Love Supreme
Is that a Sax I hear?
Backed by drums,
clicking in time
with eternity?
Can’t be.
Not with a piano part
that sounds like
children’s play.
Too chaotic.
& painful.
Is love like that?
Some love, I guess.
Love with pain?
With panic?
Pressing on my chest?
Insane!
I take a breath
so deep
(gulping)
that I can't swallow.
Stare
into a sky so blue
(blinking)
that I go blind.
Painful love.
Panicked love.
Love …
Supreme.
Copyright 2023
Writer’s Tip: Every Hero Has an Achilles Heel
According to WIKI, Achilles was a hero of the Trojan War and the greatest of all Greek warriors. In addition, he’s a central character of Homer's Iliad. Famous dude. Lived in the spotlight. An MVP. Big-time. He had just one weakness.
His heel.
How could that be?
Great question. Here’s the answer: “…when his mother Thetis dipped him in the river Styx as an infant, she held him by one of his heels.”
That dip made him invulnerable—except, of course, for where his Mom held him.
Flash-forward to Monday night, Sept. 11, 2023. Another hero.
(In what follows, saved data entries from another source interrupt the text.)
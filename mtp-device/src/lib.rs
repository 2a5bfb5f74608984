// SPDX-License-Identifier: MIT OR Apache-2.0
/*
 * Copyright (c) 2025 Code Construct
 */

//! MTP device stack
//!
//! This crate provides the device side of MTP over USB bulk endpoints.
//! An [`Engine`] decodes containers arriving on the bulk OUT endpoint,
//! dispatches operations to a [`Storage`](mtp::Storage) backend, and
//! drives the data and response phases back to the host.
//!
//! The engine is event driven and independent of any particular USB
//! device stack. Transfers are submitted through a [`BulkPipe`](mtp::BulkPipe),
//! and the caller reports their completion with
//! [`out_complete()`](Engine::out_complete) and
//! [`in_complete()`](Engine::in_complete).

#![cfg_attr(not(any(feature = "std", test)), no_std)]
#![forbid(unsafe_code)]

#[cfg(not(any(feature = "log", feature = "defmt")))]
compile_error!("Either log or defmt feature must be enabled");
#[cfg(all(feature = "log", feature = "defmt"))]
compile_error!("log and defmt features are mutually exclusive");

#[macro_use]
mod util;

pub mod config;
pub mod container;
pub mod control;
pub mod dataset;
mod dispatch;
mod engine;
mod session;

pub use config::DeviceConfig;
pub use dispatch::OPERATIONS;
pub use engine::{Engine, Phase};
pub use session::PendingUpload;
#[cfg(test)]
mod tests {
    use super::*;
    use crate::config::BUFSIZE;
    use mtp_memfs::MemFs;

    fn command(code: u16, params: &[u32]) -> Command {
        Command {
            code,
            transaction_id: 1,
            params: Vec::from_slice(params).unwrap(),
        }
    }

    fn response(next: Next) -> Response {
        match next {
            Next::Response(r) => r,
            n => panic!("expected response, got {n:?}"),
        }
    }

    #[test]
    #[should_panic(expected = "too many response params")]
    fn response_params_overflow() {
        Response::with_params(ResponseCode::OK, &[0; MAX_PARAMS + 1]);
    }

    #[test]
    fn session_required() {
        let mut fs = MemFs::<4, 64>::new();
        let mut session = Session::default();
        let config = DeviceConfig::default();
        let mut buf = [0u8; BUFSIZE];

        let cmd = command(OpCode::GetStorageIds as u16, &[]);
        let r = dispatch(&cmd, &mut session, &mut fs, &config, &mut buf);
        assert_eq!(response(r).code, ResponseCode::SESSION_NOT_OPEN);

        let cmd = command(OpCode::GetDeviceInfo as u16, &[]);
        let r = dispatch(&cmd, &mut session, &mut fs, &config, &mut buf);
        assert!(matches!(r, Next::DataIn { .. }));

        // data phase still runs
        let cmd = command(OpCode::SendObject as u16, &[]);
        let r = dispatch(&cmd, &mut session, &mut fs, &config, &mut buf);
        let Next::DataOut(mut out) = r else {
            panic!("expected data out");
        };
        assert_eq!(out.finish().code, ResponseCode::SESSION_NOT_OPEN);
    }

    #[test]
    fn open_session() {
        let mut fs = MemFs::<4, 64>::new();
        let mut session = Session::default();
        let config = DeviceConfig::default();
        let mut buf = [0u8; BUFSIZE];
        let mut open = |id| {
            let cmd = command(OpCode::OpenSession as u16, &[id]);
            response(dispatch(&cmd, &mut session, &mut fs, &config, &mut buf))
        };

        assert_eq!(open(0).code, ResponseCode::INVALID_PARAMETER);
        assert_eq!(open(5), Response::ok());
        let r = open(6);
        assert_eq!(r.code, ResponseCode::SESSION_ALREADY_OPEN);
        assert_eq!(r.params.as_slice(), &[5]);
        assert_eq!(session.id, 5);
        assert_eq!(fs.session(), Some(5));
    }

    #[test]
    fn every_operation_handled() {
        let mut fs = MemFs::<4, 64>::new();
        let mut session = Session::default();
        session.open(1);
        let config = DeviceConfig::default();
        let mut buf = [0u8; BUFSIZE];

        for op in OPERATIONS {
            let cmd = command(op as u16, &[]);
            let r = dispatch(&cmd, &mut session, &mut fs, &config, &mut buf);
            if let Next::Response(r) = r {
                assert_ne!(r.code, ResponseCode::OPERATION_NOT_SUPPORTED);
            }
            if !session.is_open() {
                session.open(1);
            }
        }

        let cmd = command(OpCode::GetThumb as u16, &[]);
        let r = dispatch(&cmd, &mut session, &mut fs, &config, &mut buf);
        assert_eq!(response(r).code, ResponseCode::OPERATION_NOT_SUPPORTED);

        let cmd = command(0x9999, &[]);
        let r = dispatch(&cmd, &mut session, &mut fs, &config, &mut buf);
        assert_eq!(response(r).code, ResponseCode::OPERATION_NOT_SUPPORTED);
    }

    #[test]
    fn device_props() {
        let mut fs = MemFs::<4, 64>::new();
        let mut session = Session::default();
        session.open(1);
        let config = DeviceConfig::default();
        let mut buf = [0u8; BUFSIZE];

        let cmd = command(OpCode::GetDevicePropValue as u16, &[0x5001]);
        let r = dispatch(&cmd, &mut session, &mut fs, &config, &mut buf);
        assert_eq!(response(r).code, ResponseCode::DEVICE_PROP_NOT_SUPPORTED);

        let cmd = command(
            OpCode::GetDevicePropValue as u16,
            &[device_prop::DEVICE_FRIENDLY_NAME as u32],
        );
        let r = dispatch(&cmd, &mut session, &mut fs, &config, &mut buf);
        let Next::DataIn { len, total, .. } = r else {
            panic!("expected data in");
        };
        assert_eq!(len, total);
        let mut rd = crate::container::Reader::new(&buf[HEADER_LEN..len]);
        assert_eq!(rd.get_string::<32>().unwrap(), config.friendly_name);
    }

    #[test]
    fn out_failure_recorded() {
        let mut fs = MemFs::<4, 64>::new();
        let mut session = Session::default();
        session.open(1);

        let mut out = DataOut::new(OutKind::ObjectInfo {
            storage: StorageId(0),
            parent: ObjectHandle(0),
        });
        out.data(&mut fs, &mut session, &[0u8; 10], 0, false);
        out.data(&mut fs, &mut session, &[], 10, true);
        assert_eq!(out.finish().code, ResponseCode::INVALID_DATASET);
        assert!(session.pending.is_none());
    }
}
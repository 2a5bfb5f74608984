// SPDX-License-Identifier: MIT OR Apache-2.0
/*
 * MTP common types and traits.
 *
 * Copyright (c) 2025 Code Construct
 */

// Tests may use std
#![cfg_attr(not(any(feature = "std", test)), no_std)]
#![forbid(unsafe_code)]
#![warn(missing_docs)]

//! # Media Transfer Protocol (MTP)
//!
//! This crate provides common types and traits for a device-side MTP
//! (PIMA 15740 / PTP) implementation.
//!
//! A device stack consumes two collaborators through traits defined here:
//! a [`Storage`] backend providing objects, and a [`BulkPipe`] that submits
//! transfers on the USB bulk endpoints.

pub use chrono::NaiveDateTime;

mod codes;

pub use codes::*;

/// Length of the container header
pub const HEADER_LEN: usize = 12;

/// Maximum number of parameters in a command or response container
pub const MAX_PARAMS: usize = 5;

/// Storage identifier
///
/// Upper 16 bits are the physical storage, lower 16 bits the logical
/// storage.
#[derive(Clone, Copy, Debug, Eq, PartialEq, Ord, PartialOrd, Hash)]
#[cfg_attr(feature = "defmt", derive(defmt::Format))]
pub struct StorageId(pub u32);

impl StorageId {
    /// Wildcard: all storages
    pub const ALL: StorageId = StorageId(0xFFFF_FFFF);
}

impl core::fmt::Display for StorageId {
    fn fmt(&self, fmt: &mut core::fmt::Formatter) -> core::fmt::Result {
        write!(fmt, "{:#010x}", self.0)
    }
}

/// Object handle
#[derive(Clone, Copy, Debug, Eq, PartialEq, Ord, PartialOrd, Hash)]
#[cfg_attr(feature = "defmt", derive(defmt::Format))]
pub struct ObjectHandle(pub u32);

impl ObjectHandle {
    /// Parent of objects at the root of a storage, in an ObjectInfo dataset
    pub const NONE: ObjectHandle = ObjectHandle(0);
    /// Root of a storage, when used as an enumeration parent parameter
    pub const ROOT: ObjectHandle = ObjectHandle(0xFFFF_FFFF);
}

impl core::fmt::Display for ObjectHandle {
    fn fmt(&self, fmt: &mut core::fmt::Formatter) -> core::fmt::Result {
        self.0.fmt(fmt)
    }
}

/// An error type for MTP
///
/// These are failures of the stack itself (buffer space, malformed input,
/// transport). Protocol-level failures reported to the host are
/// [`ResponseCode`]s instead.
#[derive(Debug)]
#[cfg_attr(feature = "defmt", derive(defmt::Format))]
#[non_exhaustive]
pub enum Error {
    /// Failure in transmit path, typically transport-specific
    TxFailure,
    /// Failure in receive path, typically transport-specific
    RxFailure,
    /// Bad argument
    BadArgument,
    /// Invalid input
    InvalidInput,
    /// Provided buffer is too small
    NoSpace,
    /// Operation is unsupported
    Unsupported,
    /// Other error type
    Other,
}

#[cfg(feature = "std")]
impl std::error::Error for Error {}

impl core::fmt::Display for Error {
    fn fmt(&self, fmt: &mut core::fmt::Formatter) -> core::fmt::Result {
        write!(fmt, "MTP Error: {:?}", self)
    }
}

/// MTP result type
pub type Result<T> = core::result::Result<T, Error>;

/// Result type for [`Storage`] calls
pub type StorageResult<T> = core::result::Result<T, ResponseCode>;

/// Storage description, as reported by GetStorageInfo
#[derive(Debug, Clone)]
pub struct StorageInfo<'a> {
    /// One of [`storage_type`]
    pub storage_type: u16,
    /// One of [`filesystem_type`]
    pub filesystem_type: u16,
    /// One of [`access_capability`]
    pub access_capability: u16,
    /// Capacity in bytes
    pub max_capacity: u64,
    /// Free space in bytes
    pub free_space: u64,
    /// Free space in objects, `0xFFFFFFFF` if not applicable
    pub free_objects: u32,
    /// Storage description
    pub description: &'a str,
    /// Volume identifier
    pub volume_id: &'a str,
}

/// Object metadata, the ObjectInfo dataset
///
/// Thumbnail fields are not represented, the device reports no
/// thumbnails.
#[derive(Debug, Clone)]
pub struct ObjectInfo<'a> {
    /// Storage holding the object
    pub storage: StorageId,
    /// Object format, one of [`format`]
    pub format: u16,
    /// One of [`protection`]
    pub protection: u16,
    /// Object size in bytes
    pub size: u32,
    #[allow(missing_docs)]
    pub image_width: u32,
    #[allow(missing_docs)]
    pub image_height: u32,
    #[allow(missing_docs)]
    pub image_depth: u32,
    /// Parent object, [`ObjectHandle::NONE`] at the storage root
    pub parent: ObjectHandle,
    /// One of [`association`]
    pub association_type: u16,
    #[allow(missing_docs)]
    pub association_desc: u32,
    #[allow(missing_docs)]
    pub sequence_number: u32,
    /// File name
    pub filename: &'a str,
    #[allow(missing_docs)]
    pub created: Option<NaiveDateTime>,
    #[allow(missing_docs)]
    pub modified: Option<NaiveDateTime>,
    #[allow(missing_docs)]
    pub keywords: &'a str,
}

impl ObjectInfo<'_> {
    /// Returns `true` for folders (associations)
    pub fn is_association(&self) -> bool {
        self.format == format::ASSOCIATION
    }
}

/// Location of a newly created object
#[derive(Debug, Clone, Copy, PartialEq, Eq)]
#[cfg_attr(feature = "defmt", derive(defmt::Format))]
pub struct ObjectLocation {
    /// Storage the object was created on
    pub storage: StorageId,
    /// Parent object, [`ObjectHandle::ROOT`] at the storage root
    pub parent: ObjectHandle,
    /// New object's handle
    pub handle: ObjectHandle,
}

/// A storage backend
///
/// The device stack calls into a `Storage` to service host operations.
/// Any failure is returned as a [`ResponseCode`], which is sent
/// unchanged to the host as the operation's response.
///
/// Calls are made synchronously from the USB event context, so
/// implementations should not block for long periods.
pub trait Storage {
    /// A session has been opened by the host.
    fn open_session(&mut self, session_id: u32) -> StorageResult<()>;

    /// The host has closed the current session.
    fn close_session(&mut self) -> StorageResult<()>;

    /// Fills `ids` with the available storage IDs.
    ///
    /// Returns the number of IDs written.
    fn storage_ids(&mut self, ids: &mut [StorageId]) -> StorageResult<usize>;

    /// Describes a storage.
    fn storage_info(&mut self, storage: StorageId)
        -> StorageResult<StorageInfo<'_>>;

    /// Returns the next child of `parent`.
    ///
    /// Enumeration is a cursor held by the backend. The first call after
    /// [`children_done`](Self::children_done) (or after creation) starts
    /// a new enumeration. Returns `Ok(None)` once all children have been
    /// returned.
    ///
    /// `storage` may be [`StorageId::ALL`]. `parent` may be
    /// [`ObjectHandle::ROOT`] for root-level objects only, or
    /// [`ObjectHandle::NONE`] for every object in the storage.
    fn next_child(
        &mut self,
        storage: StorageId,
        parent: ObjectHandle,
    ) -> StorageResult<Option<ObjectHandle>>;

    /// Ends an enumeration started by [`next_child`](Self::next_child),
    /// releasing any cursor.
    fn children_done(&mut self);

    /// Retrieves object metadata.
    fn object_info(&mut self, handle: ObjectHandle)
        -> StorageResult<ObjectInfo<'_>>;

    /// Creates a new object from host-provided metadata.
    ///
    /// `storage` and `parent` are the destination given by the host,
    /// either may be zero to let the device choose. Object content
    /// follows with [`write_object`](Self::write_object).
    fn create_object(
        &mut self,
        storage: StorageId,
        parent: ObjectHandle,
        info: &ObjectInfo<'_>,
    ) -> StorageResult<ObjectLocation>;

    /// Reads object content at `offset`.
    ///
    /// Returns the number of bytes read, which is less than
    /// `buf.len()` only at the end of the object.
    fn read_object(
        &mut self,
        handle: ObjectHandle,
        offset: u64,
        buf: &mut [u8],
    ) -> StorageResult<usize>;

    /// Writes object content at `offset`.
    ///
    /// Content arrives in order, in chunks of arbitrary size.
    fn write_object(
        &mut self,
        handle: ObjectHandle,
        offset: u64,
        data: &[u8],
    ) -> StorageResult<()>;

    /// Deletes an object.
    fn delete_object(&mut self, handle: ObjectHandle) -> StorageResult<()>;

    /// Erases all objects in a storage.
    fn format_store(&mut self, storage: StorageId) -> StorageResult<()>;

    /// The host cancelled the current transaction.
    ///
    /// Any in-flight operation should be abandoned. The session remains
    /// open.
    fn cancel(&mut self);

    /// The host reset the device. The session is closed.
    fn reset(&mut self);
}

/// The USB bulk endpoint pair used by the device stack
///
/// Transfers are asynchronous: a submitted transfer completes later,
/// and the device core reports it back to the stack. At most one
/// transfer is outstanding per direction.
pub trait BulkPipe {
    /// Submits `data` on the bulk IN endpoint.
    ///
    /// The transfer is split into maximum-size packets by the device core.
    /// An empty `data` sends a zero-length packet. No zero-length packet
    /// is appended automatically.
    fn send(&mut self, data: &[u8]) -> Result<()>;

    /// Arms the bulk OUT endpoint to receive up to `len` bytes.
    ///
    /// The transfer completes when `len` bytes are received, or on a
    /// short (or zero-length) packet. `len` is a multiple of the maximum
    /// packet size.
    fn receive(&mut self, len: usize) -> Result<()>;

    /// Discards the outstanding IN transfer, if any.
    ///
    /// Used when the host cancels or resets a transaction. Once this
    /// returns a new IN transfer may be submitted.
    fn abort_in(&mut self);

    /// Stalls both bulk endpoints.
    fn stall(&mut self);

    /// Clears a stall on both bulk endpoints.
    fn clear_stall(&mut self);
}
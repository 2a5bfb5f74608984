// SPDX-License-Identifier: MIT OR Apache-2.0
/*
 * Copyright (c) 2025 Code Construct
 */

//! Still Image class control requests
//!
//! These arrive on the control endpoint and may interrupt a transaction
//! in any phase.

#[cfg(feature = "defmt")]
#[allow(unused)]
use defmt::{debug, error, info, trace, warn};

#[cfg(feature = "log")]
#[allow(unused)]
use log::{debug, error, info, trace, warn};

use num_traits::FromPrimitive;

use mtp::{
    BulkPipe, ClassRequest, Error, EventCode, ResponseCode, Result, Storage,
};

use crate::container::Reader;
use crate::engine::{Engine, Phase};

/// Length of the Cancel request data
pub const CANCEL_LEN: usize = 6;

/// Length of the GetDeviceStatus response
pub const DEVICE_STATUS_LEN: usize = 4;

impl Engine<'_> {
    /// Handles a host-to-device class request.
    ///
    /// `request` is the `bRequest` field, `data` the data stage.
    /// Returns an error if the request should be rejected.
    pub fn control_out<S: Storage, P: BulkPipe>(
        &mut self,
        storage: &mut S,
        pipe: &mut P,
        request: u8,
        data: &[u8],
    ) -> Result<()> {
        match ClassRequest::from_u8(request) {
            Some(ClassRequest::Cancel) => {
                let mut r = Reader::new(data);
                let code = r.u16()?;
                let tid = r.u32()?;
                if code != EventCode::CancelTransaction as u16 {
                    debug!("unexpected cancel code {:#x}", code);
                }
                self.cancel(storage, pipe, tid)
            }
            Some(ClassRequest::DeviceReset) => self.reset(storage, pipe),
            Some(r) => {
                debug!("unsupported class request {:?}", r);
                Err(Error::Unsupported)
            }
            None => {
                debug!("unknown class request {:#x}", request);
                Err(Error::Unsupported)
            }
        }
    }

    /// Handles a device-to-host class request.
    ///
    /// The response is written to `buf`, returning its length. Returns an
    /// error if the request should be rejected.
    pub fn control_in(&self, request: u8, buf: &mut [u8]) -> Result<usize> {
        match ClassRequest::from_u8(request) {
            Some(ClassRequest::GetDeviceStatus) => {
                let out = buf
                    .get_mut(..DEVICE_STATUS_LEN)
                    .ok_or(Error::NoSpace)?;
                let code = if self.is_busy() {
                    ResponseCode::DEVICE_BUSY
                } else {
                    ResponseCode::OK
                };
                let len = DEVICE_STATUS_LEN as u16;
                out[..2].copy_from_slice(&len.to_le_bytes());
                out[2..].copy_from_slice(&code.0.to_le_bytes());
                Ok(DEVICE_STATUS_LEN)
            }
            // GetExtendedEventData is not implemented
            _ => Err(Error::Unsupported),
        }
    }

    /// Abandons the current transaction, keeping the session.
    fn cancel<S: Storage, P: BulkPipe>(
        &mut self,
        storage: &mut S,
        pipe: &mut P,
        tid: u32,
    ) -> Result<()> {
        debug!("cancel transaction {} in {:?} phase", tid, self.phase());
        let stalled = self.phase() == Phase::Error;
        self.abandon(storage, pipe);
        storage.cancel();
        if stalled {
            pipe.clear_stall();
        }
        self.listen(pipe)
    }

    /// Returns the device to idle, closing the session.
    fn reset<S: Storage, P: BulkPipe>(
        &mut self,
        storage: &mut S,
        pipe: &mut P,
    ) -> Result<()> {
        debug!("device reset in {:?} phase", self.phase());
        self.abandon(storage, pipe);
        storage.reset();
        self.session.close();
        pipe.clear_stall();
        self.listen(pipe)
    }
}
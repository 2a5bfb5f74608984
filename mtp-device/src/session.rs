// SPDX-License-Identifier: MIT OR Apache-2.0
/*
 * Copyright (c) 2025 Code Construct
 */

use mtp::ObjectLocation;

/// An object created by SendObjectInfo, awaiting its SendObject content
#[derive(Debug, Clone, Copy, PartialEq, Eq)]
#[cfg_attr(feature = "defmt", derive(defmt::Format))]
pub struct PendingUpload {
    /// Where the object was created
    pub location: ObjectLocation,
    /// Object size declared by the host
    pub size: u32,
}

/// Session and transaction state
///
/// Survives across transactions, cleared on CloseSession and device reset.
#[derive(Debug, Default)]
pub(crate) struct Session {
    /// 0 when no session is open
    pub id: u32,
    /// Most recently accepted command's transaction ID
    pub transaction_id: u32,
    pub pending: Option<PendingUpload>,
    /// A storage child enumeration has not yet been ended
    pub iterating: bool,
}

impl Session {
    pub fn is_open(&self) -> bool {
        self.id != 0
    }

    pub fn open(&mut self, id: u32) {
        debug_assert!(id != 0);
        self.id = id;
        self.pending = None;
    }

    /// Closes the session, dropping any pending upload.
    pub fn close(&mut self) {
        *self = Self::default();
    }
}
Another warrior. “Grade A.” Numero Uno. MVP.
His name?
Aaron Rodgers.
After a stellar career with the Green Bay Packers, Rodgers went from Cheese-head to Apple-head, when he became a quarterback for the New York Jets, where he was touted as a savior for a franchise that hadn’t been a consistent Super Bowl caliber team since Broadway Joe Namath led the J-E-T-S to a 16-7 upset victory over the Baltimore Colts at the Orange Bowl in Miami, Florida.
By the way, that was the third AFL–NFL Championship Game in pro football and the first to bear the moniker “Super Bowl”—but let’s get back to our tale of terror and tendons.
Aaron Rogers stepped on the field Sept. 11 to kick off a new era of hope for the Jets. There was even talk of Super Bowl run … finally.
The hope didn’t last long. Minutes into his first drive, the aging quarterback (he turns 40 in December) was sacked, injured, and helped off the field, never to return. It was later announced he was out for the season. The culprit: a torn Achilles tendon.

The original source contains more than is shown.